The first season premiered on April 5, 2006. The auditions were held in five cities: Recife, Rio de Janeiro, Brasília, São Paulo and Porto Alegre.

In the final, shown on July 27, 2006, Leandro Lopes defeated Lucas Poletto, winning the show.

The contestant who was more times among the bottom three was Vanessa Oliveira. She survived elimination five times and was finally eliminated at the final four stage.

The season produced the first ever all male final and was the first season aired on SBT.

===Season 2===

The season premiered on March 28, 2007. The auditions were held in five cities: Salvador, Belém, Belo Horizonte, Campinas and Florianópolis.

In the final, shown on August 16, 2007, Thaeme Mariôto defeated Shirley Carvalho, winning the show.

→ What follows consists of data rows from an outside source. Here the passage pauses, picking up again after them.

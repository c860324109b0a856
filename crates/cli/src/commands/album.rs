// SPDX-License-Identifier: BUSL-1.1
// Copyright (c) 2026 Alfred Jean LLC

//! `rota album` - Album and image management

use anyhow::Result;
use clap::{Args, Subcommand};

use crate::client::DaemonClient;
use crate::output::{self, OutputFormat};

#[derive(Args)]
pub struct AlbumArgs {
    #[command(subcommand)]
    pub command: AlbumCommand,
}

#[derive(Subcommand)]
pub enum AlbumCommand {
    /// List albums
    List,
    /// Show an album's folders and images
    Show {
        /// Album name
        name: String,
    },
    /// Create an empty album
    Create {
        /// Album name
        name: String,
    },
    /// Delete an album with its folders and images
    Delete {
        /// Album name
        name: String,
    },
    /// Add images to an album
    Add {
        /// Album name
        album: String,
        /// Image files
        #[arg(required = true)]
        images: Vec<String>,
    },
    /// Remove an image by id
    Remove {
        /// Image id (see `rota album show`)
        id: String,
    },
}

pub async fn handle(client: &DaemonClient, command: AlbumCommand, format: OutputFormat) -> Result<()> {
    match command {
        AlbumCommand::List => {
            let albums = client.list_albums().await?;
            output::print(&albums, format, |a| output::albums(a));
        }
        AlbumCommand::Show { name } => match client.get_album(&name).await? {
            Some(detail) => output::print(&detail, format, output::album_detail),
            None => anyhow::bail!("album not found: {}", name),
        },
        AlbumCommand::Create { name } => {
            let album = client.create_album(&name).await?;
            output::print(&album, format, |a| format!("Created album {}\n", a.name));
        }
        AlbumCommand::Delete { name } => {
            let report = client.delete_album(&name).await?;
            output::print(&report, format, output::removed);
        }
        AlbumCommand::Add { album, images } => {
            let mut added = Vec::new();
            for image in &images {
                added.push(client.add_image(&album, &absolute(image)).await?);
            }
            output::print(&added, format, |list| {
                list.iter()
                    .map(|w| format!("Added {}  {}\n", w.id, w.source))
                    .collect()
            });
        }
        AlbumCommand::Remove { id } => {
            let wallpaper = client.remove_image(&id).await?;
            output::print(&wallpaper, format, |w| {
                format!("Removed {} from {}\n", w.source, w.album)
            });
        }
    }
    Ok(())
}

/// Resolve a path against the CLI's working directory
///
/// The daemon runs elsewhere, so relative paths must not reach it.
pub fn absolute(path: &str) -> String {
    std::fs::canonicalize(path)
        .map(|p| p.display().to_string())
        .unwrap_or_else(|_| path.to_string())
}
// SPDX-License-Identifier: BUSL-1.1
// Copyright (c) 2026 Alfred Jean LLC

//! Local filesystem media source

use super::{MediaError, MediaSource};
use async_trait::async_trait;
use std::io;
use std::path::Path;

/// File extensions treated as images (compared case-insensitively)
pub const IMAGE_EXTENSIONS: &[&str] = &[
    "jpg", "jpeg", "png", "webp", "gif", "bmp", "tif", "tiff", "heic", "avif",
];

/// Media source backed by local directories
#[derive(Clone, Copy, Debug, Default)]
pub struct FsMediaSource;

impl FsMediaSource {
    pub fn new() -> Self {
        Self
    }
}

fn is_image(path: &Path) -> bool {
    path.extension()
        .and_then(|ext| ext.to_str())
        .is_some_and(|ext| {
            IMAGE_EXTENSIONS
                .iter()
                .any(|known| known.eq_ignore_ascii_case(ext))
        })
}

fn io_error(path: &str, e: io::Error) -> MediaError {
    match e.kind() {
        io::ErrorKind::NotFound => MediaError::FolderNotFound(path.to_string()),
        _ => MediaError::Io {
            path: path.to_string(),
            message: e.to_string(),
        },
    }
}

#[async_trait]
impl MediaSource for FsMediaSource {
    async fn list_images(&self, folder: &str) -> Result<Vec<String>, MediaError> {
        let metadata = tokio::fs::metadata(folder)
            .await
            .map_err(|e| io_error(folder, e))?;
        if !metadata.is_dir() {
            return Err(MediaError::NotADirectory(folder.to_string()));
        }

        let mut entries = tokio::fs::read_dir(folder)
            .await
            .map_err(|e| io_error(folder, e))?;
        let mut images = Vec::new();
        while let Some(entry) = entries.next_entry().await.map_err(|e| io_error(folder, e))? {
            let path = entry.path();
            let is_file = entry.file_type().await.is_ok_and(|t| t.is_file());
            if is_file && is_image(&path) {
                images.push(path.display().to_string());
            }
        }
        images.sort();
        Ok(images)
    }

    async fn is_accessible(&self, image: &str) -> bool {
        tokio::fs::metadata(image)
            .await
            .is_ok_and(|m| m.is_file())
    }
}

#[cfg(test)]
#[path = "fs_tests.rs"]
mod tests;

The contestant who was more times among the bottom three was Lenny Bellard. She survived elimination four times and was finally eliminated at the final three stage.

The season produced the first ever all female final and was the last season aired on SBT. Thaeme Mariôto is currently the only woman to win the show. After this season so far (2011) no female contestant managed to reach the top 2 again.

===Season 3===

The third season premiered on August 19, 2008, The auditions were held in four cities: Porto Alegre, Salvador, Rio de Janeiro and São Paulo.

In the final, shown on December 17, 2008, Rafael Barreto defeated Rafael Bernardo, winning the show.

The contestants who were more times among the bottom three were Lorena Chaves, Nanda Garcia and Maria Christina. They survived the elimination twice and were finally eliminated at the final six, five and three stage respectively.

This was the first season aired on Rede Record. It was also the first that the final three contestants aren't from the same gender.

===Season 4===

The fourth season premiered on August 18, 2009. The auditions were held in five cities: Curitiba, Belo Horizonte, Fortaleza, São Paulo and Rio de Janeiro.

In the final, shown on December 16, 2009, Saulo Roston (eliminated in Ídolos Brazil third season's Top 30) defeated Diego Moraes, winning the show.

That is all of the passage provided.